Original brand names can come from the founder’s name or something with personal meaning to them (Adidas from founder Adolph “Adi” Dassler; Bitty & Beau’s Coffee from two children of founders Amy and Ben Wright; Starbucks Coffee from Moby Dick).

They can reference geographical locations or features (Evian Water, Cadbury Brothers of Birmingham, Hudson River Trading Company).

They often include a something that describes the initial offering (Dunkin’ Donuts, Apple Computer Inc., Restoration Hardware).

Lauren Schaefer used a combination of the above to name her company.

When her side hustle of coordinating weddings began to grow, she needed a website. The website needed a name.

Since this was a side hustle, she didn’t put much thought into it, and named it Your Wedding by Lauren. She explained:

“My name is Lauren, I do weddings, but I do coordination only – so it’s YOUR wedding vision, not my wedding vision…ta-da! I think I thought about it for maybe 30 minutes.”

Name Changes Signal Major Evolution

Brands that grow past the start-up phase evolve.

They launch new products and services, hire new team members, and expand to new locations. Along the way, they discover their purpose or redefine it.

While the evolution may come in increments, over time brands can end up looking much different than when they started.

Apple Computer Inc. launched the iPod MP3 player, the iPhone, and Apple TV, none of which is a computer.

Cadbury Brothers of Birmingham’s confections reached well beyond Birmingham.

Restoration Hardware, which originally sold hard-to-find hardware and period furnishings, expanded into luxury products like apparel, footwear, and jewelry.

To alert their audience and the world to their evolved states, they became Apple Inc., Cadbury, and RH.

After launching Your Wedding by Lauren, Lauren Schaefer started handling other events. Her side hustle became a viable business that grew quickly. She hired additional event coordinators.

Soon she knew the name she had chosen would limit her company’s growth.

With the help of a branding professional, she renamed the company The Get Together.

I asked her if the new name has helped.

She said, “100%. It embodies our work and really appeals to our target client.
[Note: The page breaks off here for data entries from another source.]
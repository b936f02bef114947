use crate::common::{perror, wcs2zstring};
use crate::flog::FLOG;
use crate::signal::signal_check_cancel;
use crate::wchar::prelude::*;
use cfg_if::cfg_if;
use libc::{c_int, EINTR, FD_CLOEXEC, F_GETFD, F_GETFL, F_SETFD, F_SETFL, O_NONBLOCK};
use nix::fcntl::FcntlArg;
use nix::fcntl::OFlag;
use std::ffi::CStr;
use std::io;
use std::os::fd::{AsRawFd, FromRawFd, OwnedFd, RawFd};

pub const PIPE_ERROR: &str = "An error occurred while setting up pipe";

/// The first "high fd", which is considered outside the range of valid user-specified redirections
/// (like >&5).
pub const FIRST_HIGH_FD: RawFd = 10;

/// Helper type returned from make_autoclose_pipes.
pub struct AutoClosePipes {
    /// Read end of the pipe.
    pub read: OwnedFd,

    /// Write end of the pipe.
    pub write: OwnedFd,
}

/// Construct a pair of connected pipes, set to close-on-exec.
/// Return an error on fd exhaustion.
pub fn make_autoclose_pipes() -> nix::Result<AutoClosePipes> {
    #[allow(unused_mut, unused_assignments)]
    let mut already_cloexec = false;
    cfg_if!(
        if #[cfg(have_pipe2)] {
            let pipes = match nix::unistd::pipe2(OFlag::O_CLOEXEC) {
                Ok(pipes) => {
                    already_cloexec = true;
                    pipes
                }
                Err(err) => {
                    FLOG!(warning, PIPE_ERROR);
                    perror("pipe2");
                    return Err(err);
                }
            };
        } else {
            let pipes = match nix::unistd::pipe() {
                Ok(pipes) => pipes,
                Err(err) => {
                    FLOG!(warning, PIPE_ERROR);
                    perror("pipe");
                    return Err(err);
                }
            };
        }
    );

    let readp = pipes.0;
    let writep = pipes.1;

    // Ensure our fds are out of the user range.
    let readp = heightenize_fd(readp, already_cloexec)?;
    let writep = heightenize_fd(writep, already_cloexec)?;

    Ok(AutoClosePipes {
        read: readp,
        write: writep,
    })
}

/// If the given fd is in the "user range", move it to a new fd in the "high range".
/// zsh calls this movefd().
/// `input_has_cloexec` describes whether the input has CLOEXEC already set, so we can avoid
/// setting it again.
/// Return the fd, which always has CLOEXEC set; or an error on failure, in
/// which case an error will have been printed, and the input fd closed.
fn heightenize_fd(fd: OwnedFd, input_has_cloexec: bool) -> nix::Result<OwnedFd> {
    let raw_fd = fd.as_raw_fd();

    if raw_fd >= FIRST_HIGH_FD {
        if !input_has_cloexec {
            set_cloexec(raw_fd, true);
        }
        return Ok(fd);
    }

    // Here we are asking the kernel to give us a cloexec fd.
    let newfd = match nix::fcntl::fcntl(&fd, FcntlArg::F_DUPFD_CLOEXEC(FIRST_HIGH_FD)) {
        Ok(newfd) => newfd,
        Err(err) => {
            perror("fcntl");
            return Err(err);
        }
    };

    Ok(unsafe { OwnedFd::from_raw_fd(newfd) })
}

/// Sets CLO_EXEC on a given fd according to the value of `should_set`.
pub fn set_cloexec(fd: RawFd, should_set: bool /* = true */) -> c_int {
    // Note we don't want to overwrite existing flags like O_NONBLOCK which may be set. So fetch the
    // existing flags and modify them.
    let flags = unsafe { libc::fcntl(fd, F_GETFD, 0) };
    if flags < 0 {
        return -1;
    }
    let mut new_flags = flags;
    if should_set {
        new_flags |= FD_CLOEXEC;
    } else {
        new_flags &= !FD_CLOEXEC;
    }
    if flags == new_flags {
        0
    } else {
        unsafe { libc::fcntl(fd, F_SETFD, new_flags) }
    }
}

/// Open a file, setting the close-on-exec flag (atomically when possible). Retries on EINTR
/// unless our cancellation signal is set.
pub fn open_cloexec(path: &CStr, flags: OFlag, mode: nix::sys::stat::Mode) -> nix::Result<OwnedFd> {
    loop {
        let ret = nix::fcntl::open(path, flags | OFlag::O_CLOEXEC, mode);
        match ret {
            Ok(fd) => {
                return Ok(fd);
            }
            Err(err) => {
                if err != nix::Error::EINTR || signal_check_cancel() != 0 {
                    return Err(err);
                }
            }
        }
    }
}

/// POSIX specifies an open option O_SEARCH for opening directories for later
/// `fchdir` or `openat`, not for `readdir`. The read permission is not checked,
/// and the x permission is checked on opening. Not all platforms have this,
/// so we fall back to O_PATH or O_RDONLY according to the platform.
pub use o_search::BEST_O_SEARCH;

mod o_search {
    use super::OFlag;
    /// On macOS we have O_SEARCH, which is defined as O_EXEC | O_DIRECTORY,
    /// where O_EXEC is 0x40000000. This is only on macOS 12.0+ or later; however
    /// prior macOS versions ignores O_EXEC so it is treated the same as O_RDONLY.
    #[cfg(apple)]
    pub const BEST_O_SEARCH: OFlag = OFlag::from_bits_truncate(libc::O_DIRECTORY | 0x40000000);

    /// On FreeBSD, we have O_SEARCH = 0x00040000.
    #[cfg(target_os = "freebsd")]
    pub const BEST_O_SEARCH: OFlag = OFlag::from_bits_truncate(0x00040000);

    /// On Linux we can use O_PATH, it has nearly the same semantics. we can use the fd for openat / fchdir, with only requiring
    /// x permission on the directory.
    #[cfg(any(target_os = "linux", target_os = "android"))]
    pub const BEST_O_SEARCH: OFlag = OFlag::from_bits_truncate(libc::O_PATH);

    /// Fall back to O_RDONLY.
    #[cfg(not(any(
        apple,
        target_os = "linux",
        target_os = "android",
        target_os = "freebsd",
    )))]
    pub const BEST_O_SEARCH: OFlag = OFlag::O_RDONLY;
}

/// Wide character version of open_dir() that also sets the close-on-exec flag (atomically when
/// possible).
pub fn wopen_dir(pathname: &wstr, flags: OFlag) -> nix::Result<OwnedFd> {
    open_dir(wcs2zstring(pathname).as_c_str(), flags)
}

/// Narrow version of wopen_dir().
pub fn open_dir(path: &CStr, flags: OFlag) -> nix::Result<OwnedFd> {
    let mode = nix::sys::stat::Mode::empty();
    open_cloexec(path, flags | OFlag::O_DIRECTORY, mode)
}

/// Close a file descriptor `fd`, retrying on EINTR.
pub fn exec_close(fd: RawFd) {
    assert!(fd >= 0, "Invalid fd");
    while unsafe { libc::close(fd) } == -1 {
        if errno::errno().0 != EINTR {
            perror("close");
            break;
        }
    }
}

/// Mark an fd as nonblocking
pub fn make_fd_nonblocking(fd: RawFd) -> Result<(), io::Error> {
    let flags = unsafe { libc::fcntl(fd, F_GETFL, 0) };
    let nonblocking = (flags & O_NONBLOCK) == O_NONBLOCK;
    if !nonblocking {
        match unsafe { libc::fcntl(fd, F_SETFL, flags | O_NONBLOCK) } {
            -1 => return Err(io::Error::last_os_error()),
            _ => return Ok(()),
        };
    }
    Ok(())
}

/// Mark an fd as blocking
pub fn make_fd_blocking(fd: RawFd) -> Result<(), io::Error> {
    let flags = unsafe { libc::fcntl(fd, F_GETFL, 0) };
    let nonblocking = (flags & O_NONBLOCK) == O_NONBLOCK;
    if nonblocking {
        match unsafe { libc::fcntl(fd, F_SETFL, flags & !O_NONBLOCK) } {
            -1 => return Err(io::Error::last_os_error()),
            _ => return Ok(()),
        };
    }
    Ok(())
}

#[cfg(test)]
mod tests {
    use super::{make_autoclose_pipes, FIRST_HIGH_FD};
    use libc::{FD_CLOEXEC, F_GETFD};
    use std::os::fd::AsRawFd;

    #[test]
    fn test_pipes() {
        // Here we just test that each pipe has CLOEXEC set and is in the high range.
        // Note pipe creation may fail due to fd exhaustion; don't fail in that case.
        let mut pipes = vec![];
        for _i in 0..10 {
            if let Ok(pipe) = make_autoclose_pipes() {
                pipes.push(pipe);
            }
        }
        for pipe in pipes {
            for fd in [&pipe.read, &pipe.write] {
                let fd = fd.as_raw_fd();
                assert!(fd >= FIRST_HIGH_FD);
                let flags = unsafe { libc::fcntl(fd, F_GETFD, 0) };
                assert!(flags >= 0);
                assert_ne!(flags & FD_CLOEXEC, 0);
            }
        }
    }
}
//! Command-line interface definitions.
//!
//! Every option has a default, so a bare `red_planet_report` invocation
//! runs the full scrape against a local chromedriver and dumps the record
//! to standard output.

use clap::Parser;

/// Command-line arguments for the scraper.
#[derive(Parser, Debug)]
#[command(author, version, about)]
pub struct Cli {
    /// WebDriver endpoint backing the headless browser session
    #[arg(long, env = "WEBDRIVER_URL", default_value = "http://localhost:9515")]
    pub webdriver_url: String,

    /// Emit the result as JSON instead of the human-readable dump
    #[arg(long)]
    pub json: bool,
}
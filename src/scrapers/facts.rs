//! Facts scraper for the Galaxy Facts Mars comparison table.
//!
//! Unlike the other two extractors this one performs a plain document fetch:
//! the table is present in the static HTML, so no browser session is needed.
//! The first table on the page is a Mars/Earth comparison; its columns are
//! renamed to `Description`, `Mars`, `Earth` and the result is re-serialized
//! as a styled fragment ready to embed in a larger page.

use scraper::{Html, Selector};
use std::error::Error;
use tracing::{info, instrument, warn};

const FACTS_URL: &str = "https://galaxyfacts-mars.com";

const FACTS_HEADERS: [&str; 3] = ["Description", "Mars", "Earth"];

/// Fetch and re-render the Mars/Earth comparison table.
///
/// The entire fetch/parse/render pipeline sits behind a single catch-all
/// boundary: an unreachable host, a page without tables, or a table too
/// narrow to re-head all collapse to `None`. Nothing escapes to the caller.
#[instrument(level = "info")]
pub async fn mars_facts() -> Option<String> {
    match fetch_facts_table().await {
        Ok(fragment) => {
            info!(bytes = fragment.len(), "Rendered facts table");
            Some(fragment)
        }
        Err(e) => {
            warn!(error = %e, url = FACTS_URL, "Facts extraction failed; degrading to empty");
            None
        }
    }
}

async fn fetch_facts_table() -> Result<String, Box<dyn Error>> {
    let html = reqwest::get(FACTS_URL).await?.text().await?;
    let rows = parse_first_table(&html).ok_or("no table in facts page")?;
    render_facts_table(&rows).ok_or_else(|| "facts table has fewer than three columns".into())
}

/// Cell text of every row of the first table in the document.
fn parse_first_table(html: &str) -> Option<Vec<Vec<String>>> {
    let document = Html::parse_document(html);
    let table_selector = Selector::parse("table").unwrap();
    let row_selector = Selector::parse("tr").unwrap();
    let cell_selector = Selector::parse("th, td").unwrap();

    let table = document.select(&table_selector).next()?;
    let rows = table
        .select(&row_selector)
        .map(|row| {
            row.select(&cell_selector)
                .map(|cell| cell.text().collect::<String>().trim().to_string())
                .collect::<Vec<String>>()
        })
        .collect::<Vec<_>>();

    if rows.is_empty() { None } else { Some(rows) }
}

/// Re-head the table with the fixed column names and serialize it.
///
/// The table's own first row is treated as its header and replaced by
/// `Description`/`Mars`/`Earth`; remaining rows become the body, keyed by
/// their first cell. Surplus columns are dropped. Returns `None` when any
/// row is narrower than three cells, since the rename would be meaningless.
fn render_facts_table(rows: &[Vec<String>]) -> Option<String> {
    let (header, body) = rows.split_first()?;
    if header.len() < FACTS_HEADERS.len() {
        return None;
    }

    let mut out = String::from("<table border=\"1\" class=\"table table-striped\">\n");
    out.push_str("  <thead>\n    <tr>");
    for name in FACTS_HEADERS {
        out.push_str(&format!("<th>{name}</th>"));
    }
    out.push_str("</tr>\n  </thead>\n  <tbody>\n");

    for row in body {
        if row.len() < FACTS_HEADERS.len() {
            return None;
        }
        out.push_str(&format!(
            "    <tr><th>{}</th><td>{}</td><td>{}</td></tr>\n",
            escape(&row[0]),
            escape(&row[1]),
            escape(&row[2])
        ));
    }

    out.push_str("  </tbody>\n</table>");
    Some(out)
}

fn escape(text: &str) -> String {
    text.replace('&', "&amp;")
        .replace('<', "&lt;")
        .replace('>', "&gt;")
}
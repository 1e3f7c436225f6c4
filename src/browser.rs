//! Headless browser session handle.
//!
//! Wraps a `fantoccini` WebDriver client behind the small set of operations
//! the extractors need: navigate, advisory element wait, page-source
//! snapshot, and positional click. The session is owned exclusively by the
//! orchestrator for the duration of one run and released exactly once via
//! [`BrowserSession::close`].
//!
//! The WebDriver service itself (chromedriver or compatible) is an external
//! collaborator; this module only connects to an already-running endpoint.

use fantoccini::{Client, ClientBuilder, Locator};
use serde_json::json;
use std::error::Error;
use std::time::Duration;
use tracing::{debug, instrument};
use webdriver::capabilities::Capabilities;

/// Exclusive handle on one headless browser session.
pub struct BrowserSession {
    client: Client,
}

impl BrowserSession {
    /// Connect to a running WebDriver service and start a headless session.
    ///
    /// # Arguments
    ///
    /// * `webdriver_url` - Endpoint of the WebDriver service, e.g.
    ///   `http://localhost:9515` for chromedriver.
    ///
    /// # Errors
    ///
    /// Fails if the service is unreachable or refuses the session. Callers
    /// treat this as fatal: there is no partial result without a browser.
    #[instrument(level = "info", skip_all, fields(%webdriver_url))]
    pub async fn connect(webdriver_url: &str) -> Result<Self, Box<dyn Error>> {
        let mut caps = Capabilities::new();
        caps.insert(
            "goog:chromeOptions".to_string(),
            json!({
                "args": ["--headless", "--disable-gpu", "--window-size=1280,1024"]
            }),
        );

        let client = ClientBuilder::native()
            .capabilities(caps)
            .connect(webdriver_url)
            .await?;

        Ok(Self { client })
    }

    /// Navigate the session to `url`.
    pub async fn goto(&self, url: &str) -> Result<(), Box<dyn Error>> {
        self.client.goto(url).await?;
        Ok(())
    }

    /// Wait up to `wait` for an element matching `css` to become present.
    ///
    /// Advisory only: expiry is reported as `false`, never as an error, and
    /// callers are expected to attempt extraction regardless.
    pub async fn is_element_present(&self, css: &str, wait: Duration) -> bool {
        let present = self
            .client
            .wait()
            .at_most(wait)
            .for_element(Locator::Css(css))
            .await
            .is_ok();
        debug!(selector = css, present, "Element presence check");
        present
    }

    /// Snapshot the rendered page markup.
    pub async fn source(&self) -> Result<String, Box<dyn Error>> {
        let html = self.client.source().await?;
        Ok(html)
    }

    /// Click the `index`-th element matching `css` (0-based).
    ///
    /// # Errors
    ///
    /// A missing index is an error, not an empty result: the caller asked
    /// for a specific element and the page does not have it.
    pub async fn click_nth(&self, css: &str, index: usize) -> Result<(), Box<dyn Error>> {
        let elements = self.client.find_all(Locator::Css(css)).await?;
        let count = elements.len();
        let element = elements
            .into_iter()
            .nth(index)
            .ok_or_else(|| format!("no element at index {index} for selector `{css}` ({count} found)"))?;
        element.click().await?;
        Ok(())
    }

    /// Close the underlying browser session.
    ///
    /// Consumes the handle so the session cannot be used after release.
    pub async fn close(self) -> Result<(), Box<dyn Error>> {
        self.client.close().await?;
        Ok(())
    }
}
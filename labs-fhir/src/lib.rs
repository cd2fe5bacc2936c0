//! Upstream record parsing and result tree assembly.
//!
//! Observations come from FHIR R4 `Observation` searches (category `laboratory`),
//! concept definitions from the concept dictionary REST API. Nothing here does I/O.

pub mod concept;
pub mod observation;
pub mod query;
pub mod tree;

pub use concept::{parse_concept, parse_concept_str};
pub use observation::{
    distinct_concept_ids, latest_observation_id, parse_bundle_str, parse_observation,
    parse_observation_bundle, ObservationPage, ObservationRecord,
};
pub use query::{concept_path, ObservationQuery};
pub use tree::build_patient_results;
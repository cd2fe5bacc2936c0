#![allow(dead_code)]

use std::collections::HashMap;
use std::sync::atomic::{AtomicUsize, Ordering};
use std::sync::Mutex;
use std::time::Duration;

use async_trait::async_trait;
use labs_core::LabsError;
use labs_fhir::ObservationQuery;
use labs_loader::{ConceptSource, ObservationSource};
use serde_json::{json, Value};

/// Serves canned observations per patient, newest first.
#[derive(Default)]
pub struct FakeObservations {
    resources: Mutex<HashMap<String, Vec<Value>>>,
    page_calls: AtomicUsize,
    latest_calls: AtomicUsize,
    fail_at_offset: Option<usize>,
    staggered: bool,
}

impl FakeObservations {
    pub fn new() -> Self {
        Self::default()
    }

    pub fn with_patient(self, patient_id: &str, resources: Vec<Value>) -> Self {
        self.resources
            .lock()
            .unwrap()
            .insert(patient_id.to_string(), resources);
        self
    }

    pub fn failing_at(mut self, offset: usize) -> Self {
        self.fail_at_offset = Some(offset);
        self
    }

    /// Later pages answer sooner than earlier ones.
    pub fn staggered(mut self) -> Self {
        self.staggered = true;
        self
    }

    pub fn prepend(&self, patient_id: &str, resource: Value) {
        self.resources
            .lock()
            .unwrap()
            .entry(patient_id.to_string())
            .or_default()
            .insert(0, resource);
    }

    pub fn page_calls(&self) -> usize {
        self.page_calls.load(Ordering::SeqCst)
    }

    pub fn latest_calls(&self) -> usize {
        self.latest_calls.load(Ordering::SeqCst)
    }
}

#[async_trait]
impl ObservationSource for FakeObservations {
    async fn search(&self, query: &ObservationQuery) -> Result<Value, LabsError> {
        if query.count == 1 {
            self.latest_calls.fetch_add(1, Ordering::SeqCst);
        } else {
            self.page_calls.fetch_add(1, Ordering::SeqCst);
        }

        if query.count > 1 && self.fail_at_offset == Some(query.offset) {
            return Err(LabsError::Source(format!(
                "page at offset {} unavailable",
                query.offset
            )));
        }

        if self.staggered {
            let index = (query.offset / query.count.max(1)).min(20);
            tokio::time::sleep(Duration::from_millis((20 - index) as u64 * 2)).await;
        }

        let (total, page) = {
            let resources = self.resources.lock().unwrap();
            let all = resources.get(&query.patient_id).cloned().unwrap_or_default();
            let page: Vec<Value> = all
                .iter()
                .skip(query.offset)
                .take(query.count)
                .map(|resource| json!({ "resource": resource }))
                .collect();
            (all.len(), page)
        };

        Ok(json!({
            "resourceType": "Bundle",
            "type": "searchset",
            "total": total,
            "entry": page,
        }))
    }
}

/// Serves concept documents and counts lookups per id.
pub struct FakeConcepts {
    concepts: Mutex<HashMap<String, Value>>,
    calls: Mutex<HashMap<String, usize>>,
    delay: Duration,
}

impl FakeConcepts {
    pub fn new(concepts: Vec<Value>) -> Self {
        let fake = Self {
            concepts: Mutex::new(HashMap::new()),
            calls: Mutex::new(HashMap::new()),
            delay: Duration::from_millis(5),
        };
        for concept in concepts {
            fake.insert(concept);
        }
        fake
    }

    pub fn insert(&self, concept: Value) {
        let uuid = concept["uuid"].as_str().unwrap().to_string();
        self.concepts.lock().unwrap().insert(uuid, concept);
    }

    pub fn calls(&self, concept_id: &str) -> usize {
        self.calls
            .lock()
            .unwrap()
            .get(concept_id)
            .copied()
            .unwrap_or_default()
    }

    pub fn total_calls(&self) -> usize {
        self.calls.lock().unwrap().values().sum()
    }
}

#[async_trait]
impl ConceptSource for FakeConcepts {
    async fn concept(&self, concept_id: &str) -> Result<Value, LabsError> {
        *self
            .calls
            .lock()
            .unwrap()
            .entry(concept_id.to_string())
            .or_default() += 1;

        tokio::time::sleep(self.delay).await;

        self.concepts
            .lock()
            .unwrap()
            .get(concept_id)
            .cloned()
            .ok_or_else(|| LabsError::Source(format!("unknown concept {concept_id}")))
    }
}

pub fn lab(id: &str, concept: &str, day: u32, value: f64) -> Value {
    json!({
        "resourceType": "Observation",
        "id": id,
        "code": { "coding": [{ "code": concept }] },
        "effectiveDateTime": format!("2024-05-{day:02}T08:00:00+00:00"),
        "valueQuantity": { "value": value }
    })
}

pub fn panel(id: &str, concept: &str, day: u32, members: &[&str]) -> Value {
    json!({
        "resourceType": "Observation",
        "id": id,
        "code": { "coding": [{ "code": concept }] },
        "effectiveDateTime": format!("2024-05-{day:02}T08:00:00+00:00"),
        "hasMember": members
            .iter()
            .map(|member| json!({ "reference": format!("Observation/{member}") }))
            .collect::<Vec<_>>()
    })
}

/// `count` hemoglobin results with ids `obs-0`, `obs-1`, ...
pub fn numbered(count: usize) -> Vec<Value> {
    (0..count)
        .map(|i| lab(&format!("obs-{i}"), "hgb", 1 + (i % 28) as u32, 13.0))
        .collect()
}

pub fn standard_concepts() -> Vec<Value> {
    vec![
        json!({
            "uuid": "hgb",
            "display": "Hemoglobin",
            "conceptClass": { "name": "Test", "display": "Test" },
            "hiNormal": 16.0,
            "lowNormal": 12.0,
            "units": "g/dL",
            "datatype": { "display": "Numeric" }
        }),
        json!({
            "uuid": "wbc",
            "display": "White Blood Cells",
            "conceptClass": { "name": "Test", "display": "Test" },
            "hiNormal": 11.0,
            "lowNormal": 4.0,
            "datatype": { "display": "Numeric" }
        }),
        json!({
            "uuid": "cbc",
            "display": "Complete Blood Count",
            "conceptClass": { "name": "LabSet", "display": "LabSet" },
            "datatype": { "display": "N/A" }
        }),
        json!({
            "uuid": "wt",
            "display": "Weight",
            "conceptClass": { "name": "Finding", "display": "Finding" },
            "datatype": { "display": "Numeric" }
        }),
    ]
}

/// A panel with two members, a standalone result and a non-lab finding.
pub fn blood_count_history() -> Vec<Value> {
    vec![
        panel("cbc-1", "cbc", 10, &["hgb-1", "wbc-1"]),
        lab("hgb-1", "hgb", 10, 13.5),
        lab("wbc-1", "wbc", 10, 12.0),
        lab("wt-1", "wt", 9, 70.0),
        lab("hgb-0", "hgb", 2, 11.0),
    ]
}
//! Collaborators the loader talks to. Transport is left to the implementor.

use async_trait::async_trait;
use labs_core::LabsError;
use labs_fhir::ObservationQuery;
use serde_json::Value;

/// FHIR `Observation` search endpoint.
#[async_trait]
pub trait ObservationSource: Send + Sync {
    /// Run a search and return the raw searchset bundle.
    async fn search(&self, query: &ObservationQuery) -> Result<Value, LabsError>;
}

/// Concept dictionary lookup.
#[async_trait]
pub trait ConceptSource: Send + Sync {
    /// Full representation of one concept.
    async fn concept(&self, concept_id: &str) -> Result<Value, LabsError>;
}
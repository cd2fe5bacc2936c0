//! Process-lifetime memo of concept definitions.

use std::collections::HashMap;
use std::sync::{Arc, Mutex, PoisonError};

use futures::future::try_join_all;
use labs_core::{Concept, LabsError};
use labs_fhir::{distinct_concept_ids, parse_concept, ObservationRecord};
use tokio::sync::OnceCell;

use crate::source::ConceptSource;

type Slot = Arc<OnceCell<Arc<Concept>>>;

/// Concept lookups memoized by id.
///
/// The slot for an id is registered before the first await, so concurrent
/// callers asking for the same id share a single upstream request. A failed
/// request leaves the slot empty and the next caller retries.
pub struct ConceptCache {
    source: Arc<dyn ConceptSource>,
    slots: Mutex<HashMap<String, Slot>>,
}

impl ConceptCache {
    pub fn new(source: Arc<dyn ConceptSource>) -> Self {
        Self {
            source,
            slots: Mutex::new(HashMap::new()),
        }
    }

    /// Definitions for `concept_ids`, in the same order.
    pub async fn resolve(&self, concept_ids: &[String]) -> Result<Vec<Arc<Concept>>, LabsError> {
        let slots: Vec<(&str, Slot)> = {
            let mut registry = self.slots.lock().unwrap_or_else(PoisonError::into_inner);
            concept_ids
                .iter()
                .map(|id| (id.as_str(), registry.entry(id.clone()).or_default().clone()))
                .collect()
        };

        try_join_all(slots.into_iter().map(|(id, slot)| async move {
            slot.get_or_try_init(|| self.fetch(id)).await.cloned()
        }))
        .await
    }

    /// Definitions for every distinct concept referenced by `records`.
    pub async fn load_present_concepts(
        &self,
        records: &[ObservationRecord],
    ) -> Result<Vec<Arc<Concept>>, LabsError> {
        self.resolve(&distinct_concept_ids(records)).await
    }

    /// Number of concepts resolved so far.
    pub fn len(&self) -> usize {
        self.slots
            .lock()
            .unwrap_or_else(PoisonError::into_inner)
            .values()
            .filter(|slot| slot.initialized())
            .count()
    }

    pub fn is_empty(&self) -> bool {
        self.len() == 0
    }

    async fn fetch(&self, concept_id: &str) -> Result<Arc<Concept>, LabsError> {
        tracing::debug!(concept_id, "fetching concept");
        let value = self.source.concept(concept_id).await?;
        parse_concept(&value).map(Arc::new)
    }
}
It also has the ability to grow with our team instead of limiting us. Now with a team of 13, there is a lot less explaining to be done since the “by Lauren” isn’t part of the name. It’s amazing how what once was a side hustle, with a name change and rebrand, now feels like my lasting legacy.”

Successful rebrands signal major change and help the public see the brand in a new way.

Brand Name Changes Can Happen at Any Age

Rebrands can happen at any point in a brand’s life.

Your Wedding by Lauren was only 4 years old when Lauren renamed it The Get Together.

Roving Software switched to the name of its lead product, Constant Contact, at 8 years old.

Apple Computer became Apple Inc. after 31 years in business.

Dunkin’ Donuts was 68 years old when the brand simplified to Dunkin’. The move capped decades of shifting their product emphasis to coffee.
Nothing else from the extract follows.